[TO DO] Filter the entries that follow, copying every line in which the word "replication" appears.

START SOURCE MATERIAL

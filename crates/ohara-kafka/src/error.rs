use thiserror::Error;

#[derive(Error, Debug)]
pub enum Error {
    #[error("Kafka error: {0}")]
    Kafka(#[from] rdkafka::error::KafkaError),

    #[error("HTTP error: {0}")]
    Http(#[from] reqwest::Error),

    #[error("Worker returned {status}: {message}")]
    Worker { status: u16, message: String },

    #[error("No worker available among [{0}]")]
    NoWorkerAvailable(String),

    #[error("Serialization error: {0}")]
    Serialization(String),

    #[error("Invalid configuration: {0}")]
    InvalidConfig(String),

    #[error("Consumer error: {0}")]
    Consumer(String),

    #[error("Producer error: {0}")]
    Producer(String),

    #[error("Connector error: {0}")]
    Connector(String),

    #[error("Admin error: {0}")]
    Admin(String),

    #[error("JSON error: {0}")]
    Json(#[from] serde_json::Error),

    #[error(transparent)]
    Common(#[from] ohara_common::Error),
}

pub type Result<T> = std::result::Result<T, Error>;
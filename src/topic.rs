use crate::BrokerOpts;
use anyhow::Context;
use clap::Subcommand;
use ohara_kafka::TopicAdmin;
use tracing::info;

#[derive(Subcommand, Debug, Clone)]
pub enum TopicCommand {
    /// Create a topic; an existing topic is left as is
    Create {
        name: String,

        #[arg(long, default_value_t = 1)]
        partitions: i32,

        #[arg(long, default_value_t = 1)]
        replication: i32,
    },
    /// Delete a topic
    Delete { name: String },
    /// List topics, internal ones excluded
    List,
}

pub async fn run(opts: BrokerOpts, command: TopicCommand) -> anyhow::Result<()> {
    let admin = TopicAdmin::new(&opts.brokers)
        .with_context(|| format!("Failed to connect to {}", opts.brokers))?;

    match command {
        TopicCommand::Create {
            name,
            partitions,
            replication,
        } => {
            admin
                .create_topic(&name, partitions, replication)
                .await
                .with_context(|| format!("Failed to create topic {name}"))?;
            info!("Topic {name} is ready ({partitions} partitions, replication {replication})");
        }
        TopicCommand::Delete { name } => {
            admin
                .delete_topic(&name)
                .await
                .with_context(|| format!("Failed to delete topic {name}"))?;
            info!("Deleted topic {name}");
        }
        TopicCommand::List => {
            for topic in admin.list_topics().await? {
                println!("{topic}");
            }
        }
    }
    Ok(())
}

END SOURCE MATERIAL

[RESPONSE]
        replication: i32,
            replication,
                .create_topic(&name, partitions, replication)
            info!("Topic {name} is ready ({partitions} partitions, replication {replication})");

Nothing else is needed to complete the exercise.